En août 1942, les arrestations se multipliant, mon père m'envoie à Tours pour passer en zone libre, avec des cousins. À Chisseaux (Indre-et-Loire), on doit passer par un déversoir sur le Cher, mais une patrouille allemande arrive et nous emmène. D'abord à la prison de Tours, où les enfants et les femmes sont mis à part.

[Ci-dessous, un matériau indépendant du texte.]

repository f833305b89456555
use std::time::Duration;

use serde::Serialize;

use crate::error::{Error, Result};

pub const PAYBACK_MONTHS: &str = "payback_months";
pub const FORECAST_UPLIFT: &str = "forecast_uplift";
pub const FORECAST_LOOKBACK_MONTHS: &str = "forecast_lookback_months";
pub const COVERAGE_LOOKBACK_MONTHS: &str = "coverage_lookback_months";
pub const BOOK_TO_BILL_FALLBACK: &str = "book_to_bill_fallback";
pub const NRR_FALLBACK: &str = "nrr_fallback";
pub const CURRENCY_UNIT: &str = "currency_unit";
pub const CACHE_TTL_SECS: &str = "cache_ttl_secs";

/// Upper bound for the trailing lookbacks, in months.
pub const MAX_LOOKBACK_MONTHS: u32 = 120;

/// Every key `config set` accepts.
pub const KNOWN_KEYS: &[&str] = &[
    PAYBACK_MONTHS,
    FORECAST_UPLIFT,
    FORECAST_LOOKBACK_MONTHS,
    COVERAGE_LOOKBACK_MONTHS,
    BOOK_TO_BILL_FALLBACK,
    NRR_FALLBACK,
    CURRENCY_UNIT,
    CACHE_TTL_SECS,
];

/// Policy constants for the aggregation rules.
///
/// Any of them can be overridden through the `app_config` table
/// (`execkpi config set <key> <value>`).
#[derive(Debug, Clone, PartialEq, Serialize)]
pub struct Policy {
    /// Static payback figure reported as-is.
    pub payback_months: f64,
    /// Multiplier applied to the trailing recognized average when forecasting.
    pub forecast_uplift: f64,
    pub forecast_lookback_months: u32,
    /// Denominator window for coverage months, independent of the requested range.
    pub coverage_lookback_months: u32,
    pub book_to_bill_fallback: f64,
    pub nrr_fallback: f64,
    pub currency_unit: String,
    pub cache_ttl_secs: u64,
}

impl Default for Policy {
    fn default() -> Self {
        Self {
            payback_months: 9.0,
            forecast_uplift: 1.02,
            forecast_lookback_months: 3,
            coverage_lookback_months: 6,
            book_to_bill_fallback: 1.0,
            nrr_fallback: 1.0,
            currency_unit: "¥".to_string(),
            cache_ttl_secs: 30,
        }
    }
}

impl Policy {
    /// Build a policy from stored key/value overrides. Unknown keys and values
    /// that fail to parse are logged and skipped.
    pub fn from_pairs(pairs: &[(String, String)]) -> Self {
        let mut policy = Self::default();
        for (key, value) in pairs {
            if let Err(e) = policy.apply(key, value) {
                log::warn!("Ignoring config {key}={value}: {e}");
            }
        }
        policy
    }

    /// Apply one override in place.
    pub fn apply(&mut self, key: &str, value: &str) -> Result<()> {
        match key {
            PAYBACK_MONTHS => self.payback_months = parse_f64(key, value)?,
            FORECAST_UPLIFT => self.forecast_uplift = parse_f64(key, value)?,
            FORECAST_LOOKBACK_MONTHS => self.forecast_lookback_months = parse_months(key, value)?,
            COVERAGE_LOOKBACK_MONTHS => self.coverage_lookback_months = parse_months(key, value)?,
            BOOK_TO_BILL_FALLBACK => self.book_to_bill_fallback = parse_f64(key, value)?,
            NRR_FALLBACK => self.nrr_fallback = parse_f64(key, value)?,
            CURRENCY_UNIT => self.currency_unit = value.trim().to_string(),
            CACHE_TTL_SECS => {
                self.cache_ttl_secs = value
                    .trim()
                    .parse()
                    .map_err(|_| Error::Config(format!("{key} must be a whole number of seconds")))?
            }
            _ => return Err(Error::Config(format!("unknown config key: {key}"))),
        }
        Ok(())
    }

    /// Check a key/value pair without keeping the result.
    pub fn validate(key: &str, value: &str) -> Result<()> {
        Self::default().apply(key, value)
    }

    pub fn cache_ttl(&self) -> Duration {
        Duration::from_secs(self.cache_ttl_secs)
    }
}

fn parse_f64(key: &str, value: &str) -> Result<f64> {
    let v: f64 = value
        .trim()
        .parse()
        .map_err(|_| Error::Config(format!("{key} must be a number, got '{value}'")))?;
    if !v.is_finite() {
        return Err(Error::Config(format!("{key} must be finite")));
    }
    Ok(v)
}

fn parse_months(key: &str, value: &str) -> Result<u32> {
    match value.trim().parse::<u32>() {
        Ok(n) if (1..=MAX_LOOKBACK_MONTHS).contains(&n) => Ok(n),
        _ => Err(Error::Config(format!(
            "{key} must be between 1 and {MAX_LOOKBACK_MONTHS} months, got '{value}'"
        ))),
    }
}
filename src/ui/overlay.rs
use crate::scene::camera::OrbitCamera;
use crate::scene::light::Light;
use egui::{Context, Slider, SliderClamping};
use nalgebra::Point3;

pub const POSITION_RANGE: f32 = 10.0;

/// Formats a point the way the overlay prints the camera position.
pub fn format_position(p: &Point3<f32>) -> String {
    format!("Camera Position: ({:.2}, {:.2}, {:.2})", p.x, p.y, p.z)
}

/// "Light Parameters" window. Returns true when anything changed.
pub fn draw_light_overlay(ctx: &Context, light: &mut Light, camera: &mut OrbitCamera, fps: f32) -> bool {
    let mut changed = false;

    egui::Window::new("Light Parameters")
        .default_pos([10.0, 10.0])
        .default_size([300.0, 200.0])
        .resizable(false)
        .show(ctx, |ui| {
            // The keyboard may move the light past the slider range; only
            // slider edits are limited to it.
            let range = -POSITION_RANGE..=POSITION_RANGE;
            for (label, value) in ["X", "Y", "Z"].into_iter().zip(light.position.coords.iter_mut()) {
                let slider = Slider::new(value, range.clone())
                    .clamping(SliderClamping::Edits)
                    .text(format!("Light Position {label}"));
                changed |= ui.add(slider).changed();
            }

            changed |= ui
                .add(Slider::new(&mut light.intensity, 0.0..=1.0).text("Light Intensity"))
                .changed();

            ui.horizontal(|ui| {
                let mut rgb = [light.base_color.x, light.base_color.y, light.base_color.z];
                if ui.color_edit_button_rgb(&mut rgb).changed() {
                    light.base_color = rgb.into();
                    changed = true;
                }
                ui.label("Light Color");
            });

            ui.separator();
            ui.label(format_position(&camera.eye_position()));
            ui.label(format!("FPS: {fps:.1}"));

            if ui.button("Reset camera").clicked() {
                camera.reset();
                changed = true;
            }
        });

    changed
}
use nalgebra::{Point3, Vector3};

/// Axis selector for nudging the light position from the keyboard.
#[derive(Debug, Clone, Copy, PartialEq, Eq)]
pub enum Axis {
    X,
    Y,
    Z,
}

/// Fixed colors the keyboard can switch the light to.
#[derive(Debug, Clone, Copy, PartialEq, Eq)]
pub enum ColorPreset {
    Red,
    Green,
    Blue,
}

impl ColorPreset {
    pub fn rgb(self) -> Vector3<f32> {
        match self {
            ColorPreset::Red => Vector3::new(1.0, 0.0, 0.0),
            ColorPreset::Green => Vector3::new(0.0, 1.0, 0.0),
            ColorPreset::Blue => Vector3::new(0.0, 0.0, 1.0),
        }
    }
}

/// The scene's single point light.
#[derive(Debug, Clone, Copy, PartialEq)]
pub struct Light {
    pub position: Point3<f32>,
    /// Color before intensity scaling.
    pub base_color: Vector3<f32>,
    /// Kept in [0, 1].
    pub intensity: f32,
    pub specular: Vector3<f32>,
}

impl Default for Light {
    fn default() -> Self {
        Self {
            position: Point3::new(1.0, 1.0, 1.0),
            base_color: Vector3::new(0.8, 0.8, 0.8),
            intensity: 1.0,
            specular: Vector3::new(1.0, 1.0, 1.0),
        }
    }
}

impl Light {
    pub fn new(position: Point3<f32>, base_color: Vector3<f32>, intensity: f32) -> Self {
        Self {
            position,
            base_color,
            intensity: intensity.clamp(0.0, 1.0),
            ..Default::default()
        }
    }

    /// Diffuse color reaching a surface.
    pub fn radiance(&self) -> Vector3<f32> {
        self.base_color * self.intensity
    }

    /// Specular color reaching a surface.
    pub fn specular_radiance(&self) -> Vector3<f32> {
        self.specular * self.intensity
    }

    pub fn adjust_intensity(&mut self, delta: f32) {
        self.intensity = (self.intensity + delta).clamp(0.0, 1.0);
    }

    pub fn translate(&mut self, axis: Axis, delta: f32) {
        match axis {
            Axis::X => self.position.x += delta,
            Axis::Y => self.position.y += delta,
            Axis::Z => self.position.z += delta,
        }
    }

    pub fn set_color(&mut self, preset: ColorPreset) {
        self.base_color = preset.rgb();
    }

    /// Unit vector from `surface_point` toward the light.
    pub fn direction_from(&self, surface_point: &Point3<f32>) -> Vector3<f32> {
        (self.position - surface_point).normalize()
    }
}
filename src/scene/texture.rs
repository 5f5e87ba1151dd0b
use crate::error::SceneError;
use image::{Rgb, RgbImage};
use log::debug;
use nalgebra::Vector3;

/// Represents a 2D texture map.
#[derive(Debug, Clone)]
pub struct Texture {
    pub image: RgbImage,
    pub width: u32,
    pub height: u32,
}

impl Texture {
    pub fn from_image(image: RgbImage) -> Result<Self, SceneError> {
        let (width, height) = image.dimensions();
        if width == 0 || height == 0 {
            return Err(SceneError::invalid("texture", "image has no texels"));
        }
        Ok(Self {
            image,
            width,
            height,
        })
    }

    /// Checkerboard of 8x8-texel squares. Texel (row, col) gets `color_a`
    /// when exactly one of `row & 8`, `col & 8` is zero.
    pub fn checkerboard(
        width: u32,
        height: u32,
        color_a: [u8; 3],
        color_b: [u8; 3],
    ) -> Result<Self, SceneError> {
        let image = RgbImage::from_fn(width, height, |col, row| {
            if ((row & 8) == 0) ^ ((col & 8) == 0) {
                Rgb(color_a)
            } else {
                Rgb(color_b)
            }
        });
        debug!("Generated {}x{} checkerboard texture", width, height);
        Self::from_image(image)
    }

    /// Bilinear sample with repeat wrapping. Row 0 of the image is `v = 0`.
    pub fn sample(&self, u: f32, v: f32) -> Vector3<f32> {
        let x = u.rem_euclid(1.0) * self.width as f32 - 0.5;
        let y = v.rem_euclid(1.0) * self.height as f32 - 0.5;

        let x0 = x.floor();
        let y0 = y.floor();
        let fx = x - x0;
        let fy = y - y0;
        let (x0, y0) = (x0 as i64, y0 as i64);

        let top = self.texel(x0, y0) * (1.0 - fx) + self.texel(x0 + 1, y0) * fx;
        let bottom = self.texel(x0, y0 + 1) * (1.0 - fx) + self.texel(x0 + 1, y0 + 1) * fx;
        top * (1.0 - fy) + bottom * fy
    }

    fn texel(&self, x: i64, y: i64) -> Vector3<f32> {
        let x = x.rem_euclid(self.width as i64) as u32;
        let y = y.rem_euclid(self.height as i64) as u32;
        let Rgb([r, g, b]) = *self.image.get_pixel(x, y);
        Vector3::new(r as f32, g as f32, b as f32) / 255.0
    }
}
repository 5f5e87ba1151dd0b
pub mod app;
pub mod core;
pub mod error;
pub mod io;
pub mod pipeline;
pub mod scene;
pub mod ui;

Les hommes se retrouvent au camp de Monts, d'où je m'évade au bout de quinze jours. En plein jour, avec deux camarades, nous passons sous deux rangs de barbelés de ce camp gardé par des gendarmes français. Le père d'un de mes collègues n'a pas voulu venir. Plus tard, il est mort en Allemagne. Sortis, on prend d'énormes précautions pour rejoindre la ligne de démarcation. Des fermiers à qui nous disons être des prisonniers évadés d'Allemagne (sourire) nous donnent des fourches pour qu'on se fonde dans le paysage. Le commissaire de Loches, un résistant, me fournit des faux papiers et envoie un passeur pour que ma famille me rejoigne.
Mon grand-père préfère rester dans l'Orne : « J'ai 70 ans, j'ai fait la guerre de 14, on va me laisser tranquille ! » Quelques mois plus tard, il est mort en déportation. À Argentan, plusieurs juifs ont été dénoncés pendant l'été 1942. Certains ont été raflés, ont disparu à Auschwitz. Moi j'ai eu de la chance. C'est vrai, je l'ai provoquée. Je suis né sous une bonne étoile. »
Propos recueillis par François Boscher (article publié sur ouest-France.fr, le 20 mars 2010)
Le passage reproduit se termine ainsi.